The Internal Revenue Service needs to improve its procedures to prevent the fraudulent use of third-party authorization forms, such as power of attorney filings, to obtain taxpayer information, according to a new report.
The report, from the Treasury Inspector General for Tax Administration, evaluated the IRS’s controls when authenticating requests from individuals who try to represent taxpayers and access taxpayer information, such as CPAs and enrolled agents, by filing a Form 2848, Power of Attorney and Declaration of Representative, or Form 8821, Taxpayer Information Authorization. It found the IRS doesn’t have sufficient processes and procedures in place to authenticate the validity of the forms. Tax examiner reviews of the forms also don’t include the necessary steps to verify that legitimate taxpayers submitted or signed the form to authorize access to their tax information.
TIGTA estimated the IRS has at least one unauthorized request form for every 1.1 million taxpayers who have an authorization in the Centralized Authorization File, or CAF. The IRS also didn’t protect 300 taxpayers after finding out that their Taxpayer Identification Numbers were obtained by fraudsters. The IRS should have placed the Taxpayer Identification Numbers on its Dynamic Selection List to monitor their use on any future tax returns submitted by the taxpayers.
TIGTA’s review also found the IRS didn’t do enough to prevent some taxpayer refunds from being erroneously issued to representatives. On top of that, IRS tax examiners aren’t following the agency’s internal guidelines that limit the assignment of one CAF number to a single representative per location.

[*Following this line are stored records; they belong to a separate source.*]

//! 修正時の手数料・送金先の選択元。対話入力とスクリプト指定を差し替えられるようにする。

use std::io::{BufRead, Write};

use bitcoin::Amount;

use crate::error::AppError;
use crate::units::to_display_unit;

#[derive(Debug, Clone, Copy, PartialEq, Eq)]
pub enum FeeDecision {
    Keep,
    Replace(Amount),
}

#[derive(Debug, Clone, Copy, PartialEq, Eq)]
pub enum DestinationDecision {
    Keep,
    Generate,
}

/// 手数料を決める時点で判明している値。
#[derive(Debug, Clone, PartialEq, Eq)]
pub struct AmendmentSummary {
    pub total_in: Amount,
    pub previous_output: Amount,
    pub previous_fee: Amount,
}

pub trait DecisionSource {
    fn fee(&mut self, summary: &AmendmentSummary) -> Result<FeeDecision, AppError>;
    fn destination(&mut self, current: &str) -> Result<DestinationDecision, AppError>;
}

/// 事前に決めた値を返す。既定ではどちらも変更しない。
#[derive(Debug, Clone, Copy, Default, PartialEq, Eq)]
pub struct ScriptedDecisions {
    pub fee: Option<Amount>,
    pub new_destination: bool,
}

impl DecisionSource for ScriptedDecisions {
    fn fee(&mut self, _summary: &AmendmentSummary) -> Result<FeeDecision, AppError> {
        Ok(self.fee.map_or(FeeDecision::Keep, FeeDecision::Replace))
    }

    fn destination(&mut self, _current: &str) -> Result<DestinationDecision, AppError> {
        Ok(if self.new_destination {
            DestinationDecision::Generate
        } else {
            DestinationDecision::Keep
        })
    }
}

/// y/n で確認する対話入力。
pub struct ConsolePrompt<R, W> {
    reader: R,
    writer: W,
}

impl<R: BufRead, W: Write> ConsolePrompt<R, W> {
    pub fn new(reader: R, writer: W) -> Self {
        Self { reader, writer }
    }

    fn ask(&mut self, question: &str) -> Result<String, AppError> {
        write!(self.writer, "{}", question)?;
        self.writer.flush()?;
        let mut line = String::new();
        self.reader.read_line(&mut line)?;
        Ok(line.trim().to_string())
    }

    fn confirm(&mut self, question: &str) -> Result<bool, AppError> {
        let answer = self.ask(question)?;
        Ok(answer.eq_ignore_ascii_case("y"))
    }
}

impl<R: BufRead, W: Write> DecisionSource for ConsolePrompt<R, W> {
    fn fee(&mut self, summary: &AmendmentSummary) -> Result<FeeDecision, AppError> {
        writeln!(self.writer, "\n入力総額:\t{}", to_display_unit(summary.total_in))?;
        writeln!(self.writer, "現在の出力:\t{}", to_display_unit(summary.previous_output))?;
        writeln!(
            self.writer,
            "現在の手数料:\t{} ({} sats)",
            to_display_unit(summary.previous_fee),
            summary.previous_fee.to_sat()
        )?;
        if !self.confirm("手数料を変更しますか? (y/n): ")? {
            return Ok(FeeDecision::Keep);
        }

        let answer = self.ask("新しい手数料 (satoshi): ")?;
        let sats: u64 = answer
            .parse()
            .map_err(|_| AppError::InputValidation(format!("手数料は整数の satoshi で入力してください: {:?}", answer)))?;
        Ok(FeeDecision::Replace(Amount::from_sat(sats)))
    }

    fn destination(&mut self, current: &str) -> Result<DestinationDecision, AppError> {
        writeln!(self.writer, "\n現在の送金先: {}", current)?;
        if self.confirm("送金先アドレスを変更しますか? (y/n): ")? {
            Ok(DestinationDecision::Generate)
        } else {
            Ok(DestinationDecision::Keep)
        }
    }
}
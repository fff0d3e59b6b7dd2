use std::io;

use bitcoin::Amount;
use clap::Parser;

mod aggregator;
mod amendment;
mod broadcast;
mod cli;
mod config;
mod decision;
mod error;
mod explorer;
mod node;
mod reconciler;
#[cfg(test)]
mod testutil;
mod transaction;
mod types;
mod units;
mod view;

use cli::{CliArgs, Command, parse_network};
use config::{NodeTransportKind, Settings};
use decision::{ConsolePrompt, DecisionSource, ScriptedDecisions};
use error::AppError;
use explorer::BlockcypherExplorer;
use node::{CliTransport, NodeClient, NodeCollaborator, RpcTransport};
use types::DraftReport;

fn main() -> Result<(), AppError> {
    let args = CliArgs::parse();

    let default_level = if args.debug { "debug" } else { "info" };
    env_logger::Builder::from_env(env_logger::Env::default().default_filter_or(default_level)).init();
    log::debug!("引数: {:?}", args);

    let network = parse_network(&args.network)?;
    log::info!("指定されたネットワーク: {:?}", network);

    let settings = Settings::load(args.config.as_deref())?;
    log::debug!("設定: node={:?}, explorer={}", settings.node.transport, settings.explorer.base_url);

    let node = build_node(&settings)?;

    match args.command {
        Command::CreateTx {
            source_address,
            destination_address,
            fee,
        } => {
            let assembled = transaction::create_transaction(
                node.as_ref(),
                &source_address,
                destination_address.as_deref(),
                Amount::from_sat(fee),
                settings.default_fee(),
            )?;

            let report = DraftReport {
                draft: &assembled.draft,
                source_address: &source_address,
                generated_destination: assembled.generated_destination,
            };
            println!("{}", report);
            println!("\ntransaction created, here is the raw transaction hex:\n{}", assembled.hex);
        }
        Command::ViewTx {
            raw_tx,
            source_address,
        } => {
            let explorer = BlockcypherExplorer::new(&settings.explorer)?;
            let view = view::inspect_transaction(
                node.as_ref(),
                &explorer,
                network,
                &raw_tx,
                &source_address,
                settings.explorer.max_concurrent_requests,
            )?;
            let output = serde_json::to_string_pretty(&view)
                .map_err(|e| AppError::Internal(format!("JSON出力に失敗: {}", e)))?;
            println!("{}", output);
        }
        Command::ModifyTx {
            raw_tx,
            source_address,
            new_fee,
            new_destination,
            non_interactive,
        } => {
            let explorer = BlockcypherExplorer::new(&settings.explorer)?;
            let mut decisions: Box<dyn DecisionSource> =
                if non_interactive || new_fee.is_some() || new_destination {
                    Box::new(ScriptedDecisions {
                        fee: new_fee.map(Amount::from_sat),
                        new_destination,
                    })
                } else {
                    Box::new(ConsolePrompt::new(io::stdin().lock(), io::stdout()))
                };

            let amended = amendment::amend_transaction(
                node.as_ref(),
                &explorer,
                network,
                &raw_tx,
                &source_address,
                decisions.as_mut(),
                settings.explorer.max_concurrent_requests,
            )?;

            if !amended.unmatched.is_empty() {
                println!(
                    "警告: {} 件の入力金額を照合できませんでした (0 として計算)",
                    amended.unmatched.len()
                );
            }
            println!("previous fee:\t\t{}", units::to_display_unit(amended.previous_fee));
            let report = DraftReport {
                draft: &amended.draft,
                source_address: &source_address,
                generated_destination: amended.generated_destination,
            };
            println!("{}", report);
            println!("\ntransaction modified, here is the raw transaction hex:\n{}", amended.hex);
        }
        Command::SendTx { raw_tx } => {
            let txid = broadcast::sign_and_send(node.as_ref(), &raw_tx)?;
            println!("Transaction sent. Hash:\n{}", txid);
        }
    }

    log::info!("処理が正常に完了しました。");
    Ok(())
}

fn build_node(settings: &Settings) -> Result<Box<dyn NodeCollaborator>, AppError> {
    Ok(match settings.node.transport {
        NodeTransportKind::Rpc => Box::new(NodeClient::new(RpcTransport::new(&settings.node)?)),
        NodeTransportKind::Cli => Box::new(NodeClient::new(CliTransport::new(&settings.node))),
    })
}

TIGTA recommended the IRS develop a confirmation letter program to make sure taxpayers have indeed authorized the third-party access. The report also recommended the IRS revoke authorizations for any representatives and designees that taxpayers didn’t authorize. It said the IRS should develop a process to ensure all Taxpayer Identification Numbers associated with confirmed fraudulent CAF authorizations are forwarded to the appropriate office. The report suggested the IRS develop procedures for all functions involved with fraudulent authorization requests and stolen CAF numbers to report their findings to CAF management in a timely manner. The IRS should also remove the refund indicator from all 72,095 authorizations that were processed prior to January 2013, and ensure that tax examiners follow the guidelines to limit the issuance of CAF numbers to one CAF number per representative or designee at each office, the report recommended. The IRS also needs to correspond with representatives and designees who have been assigned multiple CAF numbers to let them know they are permitted to have one just CAF number per location, according to TIGTA.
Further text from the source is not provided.